Life usually takes us through ups and downs, teaching us lessons, refining us, and making us stronger along the way. I want to take you through the journey of my life, the significant events, which made me the woman that I am today. Be sure to sit back and enjoy the crazy ride!
The Fear factor
I was a very fearful child growing up. If you grew up watching Nigerian movies in the late 90s leading up to the early 2000s, you will find out that most of the movies released at that time, had a lot of witchcraft and voodoo. Those stories scared the crap out of me as a little child. I remember the series titled—Willy Willy, it was about a guy who was killed by his friend, and his spirit came back to hunt those in the community where he lived. The theme song went something like this—
“Willy Willy don die (clap clap)
na who kill am (clap clap) na Nchelem kill am (clap clap)
Now clap for Nchelem, give him a big clap!"
Then all the kids would start applauding, and while they were busy cheering, from a distance this being, dressed in an all-white robe, dreadlocks and powder white face, starts making his way towards them, with everyone suddenly thrown into a pandemonium, because they did not expect to see Willy Willy's ghost. So you can imagine watching shows like Willy Willy or movies like Witches, as a child, you are definitely going to be bound by fear. I guess my parents, especially my mom, didn’t see the adverse effects such movies and television shows had on me growing up.
After watching such, I couldn’t go to some certain parts of the house alone at night. I would always call for someone to accompany me. As time went on, we moved into our own home, which we built, and everyone now had separate rooms. I was excited as a 12 year-old girl, to have my own space for the first time. I would clean the room; make sure everything was in place, and not let anyone mess it up. But I still had this one issue—fear.

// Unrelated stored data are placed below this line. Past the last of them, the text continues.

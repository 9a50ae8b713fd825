//! Quick Flip strategy configuration
//!
//! One value object drives the live scanner, the backtester and every
//! optimizer variant.

use chrono::{Duration, NaiveTime};
use serde::{Deserialize, Serialize};

use crate::error::{Result, ScalperError};

/// How the take-profit level is placed
#[derive(Debug, Clone, Copy, Default, PartialEq, Serialize, Deserialize)]
#[serde(tag = "type", rename_all = "snake_case")]
pub enum ProfitTarget {
    /// Opposite side of the box (box high for longs, box low for shorts)
    #[default]
    Box,
    /// Entry plus `multiple` times the entry-to-stop distance
    RiskMultiple { multiple: f64 },
}

impl std::fmt::Display for ProfitTarget {
    fn fmt(&self, f: &mut std::fmt::Formatter<'_>) -> std::fmt::Result {
        match self {
            ProfitTarget::Box => f.write_str("box"),
            ProfitTarget::RiskMultiple { multiple } => write!(f, "1:{}", multiple),
        }
    }
}

/// How the stop-loss level is placed
#[derive(Debug, Clone, Copy, Default, PartialEq, Serialize, Deserialize)]
#[serde(tag = "type", rename_all = "snake_case")]
pub enum StopRule {
    /// Signal bar extreme (or pair extreme for engulfing patterns)
    #[default]
    Tight,
    /// Tight stop pushed further away by `box_fraction` of the box range
    Wide { box_fraction: f64 },
}

impl std::fmt::Display for StopRule {
    fn fmt(&self, f: &mut std::fmt::Formatter<'_>) -> std::fmt::Result {
        match self {
            StopRule::Tight => f.write_str("tight"),
            StopRule::Wide { box_fraction } => write!(f, "wide({})", box_fraction),
        }
    }
}

fn default_atr_period() -> usize {
    14
}

fn default_liquidity_threshold() -> f64 {
    0.25
}

fn default_hammer_wick_ratio() -> f64 {
    2.0
}

fn default_opposite_wick_ratio() -> f64 {
    0.5
}

fn default_session_open() -> NaiveTime {
    NaiveTime::from_hms_opt(9, 30, 0).unwrap_or(NaiveTime::MIN)
}

fn default_box_minutes() -> u32 {
    15
}

#[derive(Debug, Clone, PartialEq, Serialize, Deserialize)]
pub struct StrategyConfig {
    /// Daily bars averaged for ATR (default: 14)
    #[serde(default = "default_atr_period")]
    pub atr_period: usize,

    /// Minimum box range as a fraction of ATR (default: 0.25)
    #[serde(default = "default_liquidity_threshold")]
    pub liquidity_threshold: f64,

    /// Long wick must be at least this multiple of the body (default: 2.0)
    #[serde(default = "default_hammer_wick_ratio")]
    pub hammer_wick_ratio: f64,

    /// Short wick may be at most this multiple of the body (default: 0.5)
    #[serde(default = "default_opposite_wick_ratio")]
    pub opposite_wick_ratio: f64,

    /// Exchange-local session open (default: 09:30)
    #[serde(default = "default_session_open")]
    pub session_open: NaiveTime,

    /// Length of the opening range (default: 15)
    #[serde(default = "default_box_minutes")]
    pub box_minutes: u32,

    /// Last bar open time considered by the scanner. No default: deployments
    /// have run with both 10:45 and 11:00.
    pub scan_end: NaiveTime,

    #[serde(default)]
    pub profit_target: ProfitTarget,

    #[serde(default)]
    pub stop_loss: StopRule,
}

impl StrategyConfig {
    pub fn new(scan_end: NaiveTime) -> Self {
        Self {
            atr_period: default_atr_period(),
            liquidity_threshold: default_liquidity_threshold(),
            hammer_wick_ratio: default_hammer_wick_ratio(),
            opposite_wick_ratio: default_opposite_wick_ratio(),
            session_open: default_session_open(),
            box_minutes: default_box_minutes(),
            scan_end,
            profit_target: ProfitTarget::default(),
            stop_loss: StopRule::default(),
        }
    }

    /// First bar open time eligible for pattern scanning
    pub fn scan_start(&self) -> NaiveTime {
        self.session_open + self.box_duration()
    }

    pub fn box_duration(&self) -> Duration {
        Duration::minutes(i64::from(self.box_minutes))
    }

    pub fn in_scan_window(&self, time: NaiveTime) -> bool {
        time >= self.scan_start() && time <= self.scan_end
    }

    pub fn validate(&self) -> Result<()> {
        if self.atr_period == 0 {
            return Err(ScalperError::InvalidConfiguration(
                "atr_period must be at least 1".into(),
            ));
        }
        if self.liquidity_threshold.is_nan() || self.liquidity_threshold < 0.0 {
            return Err(ScalperError::InvalidConfiguration(format!(
                "liquidity_threshold must be non-negative, got {}",
                self.liquidity_threshold
            )));
        }
        if self.hammer_wick_ratio <= 0.0 || self.opposite_wick_ratio < 0.0 {
            return Err(ScalperError::InvalidConfiguration(
                "wick ratios must be positive".into(),
            ));
        }
        if self.box_minutes == 0 {
            return Err(ScalperError::InvalidConfiguration(
                "box_minutes must be at least 1".into(),
            ));
        }
        if self.scan_end < self.scan_start() {
            return Err(ScalperError::InvalidConfiguration(format!(
                "scan_end {} is before scan start {}",
                self.scan_end,
                self.scan_start()
            )));
        }
        if let ProfitTarget::RiskMultiple { multiple } = self.profit_target {
            if multiple <= 0.0 {
                return Err(ScalperError::InvalidConfiguration(format!(
                    "risk multiple must be positive, got {}",
                    multiple
                )));
            }
        }
        if let StopRule::Wide { box_fraction } = self.stop_loss {
            if box_fraction < 0.0 {
                return Err(ScalperError::InvalidConfiguration(format!(
                    "wide stop box_fraction must be non-negative, got {}",
                    box_fraction
                )));
            }
        }
        Ok(())
    }

    /// Short label for optimizer tables
    pub fn label(&self) -> String {
        format!(
            "liq={:.2} target={} stop={} end={}",
            self.liquidity_threshold,
            self.profit_target,
            self.stop_loss,
            self.scan_end.format("%H:%M")
        )
    }
}

#[cfg(test)]
mod tests {
    use super::*;

    #[test]
    fn test_scan_end_is_required() {
        let json = r#"{ "liquidity_threshold": 0.35 }"#;
        assert!(serde_json::from_str::<StrategyConfig>(json).is_err());
    }

    #[test]
    fn test_defaults_fill_in() {
        let json = r#"{
            "scan_end": "10:45:00",
            "profit_target": { "type": "risk_multiple", "multiple": 2.0 },
            "stop_loss": { "type": "wide", "box_fraction": 0.1 }
        }"#;
        let config: StrategyConfig = serde_json::from_str(json).unwrap();

        assert_eq!(config.atr_period, 14);
        assert_eq!(config.liquidity_threshold, 0.25);
        assert_eq!(config.scan_start(), NaiveTime::from_hms_opt(9, 45, 0).unwrap());
        assert_eq!(config.profit_target, ProfitTarget::RiskMultiple { multiple: 2.0 });
        assert_eq!(config.stop_loss, StopRule::Wide { box_fraction: 0.1 });
        assert!(config.validate().is_ok());
    }

    #[test]
    fn test_scan_window_inclusive() {
        let config = StrategyConfig::new(NaiveTime::from_hms_opt(10, 45, 0).unwrap());
        assert!(config.in_scan_window(NaiveTime::from_hms_opt(9, 45, 0).unwrap()));
        assert!(config.in_scan_window(NaiveTime::from_hms_opt(10, 45, 0).unwrap()));
        assert!(!config.in_scan_window(NaiveTime::from_hms_opt(9, 40, 0).unwrap()));
        assert!(!config.in_scan_window(NaiveTime::from_hms_opt(10, 50, 0).unwrap()));
    }

    #[test]
    fn test_validate_rejects_inverted_window() {
        let config = StrategyConfig::new(NaiveTime::from_hms_opt(9, 35, 0).unwrap());
        assert!(matches!(
            config.validate(),
            Err(ScalperError::InvalidConfiguration(_))
        ));
    }
}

I could not sleep alone at night; once it got to about 3 p.m.; I started pleading with my brother. “Please sleep over in my room tonight Ufuoma.” No! I want to sleep in my bed, he would often respond. “Please Ufuoma; I would buy you whatever you want.” That was how I stayed bribing my younger brother to spend the night with me, on the nights when my father was around. But whenever he was off to work, I could care less about Ufuoma and his antics, because I got to sleep in my parent’s room. This behavior continued for years.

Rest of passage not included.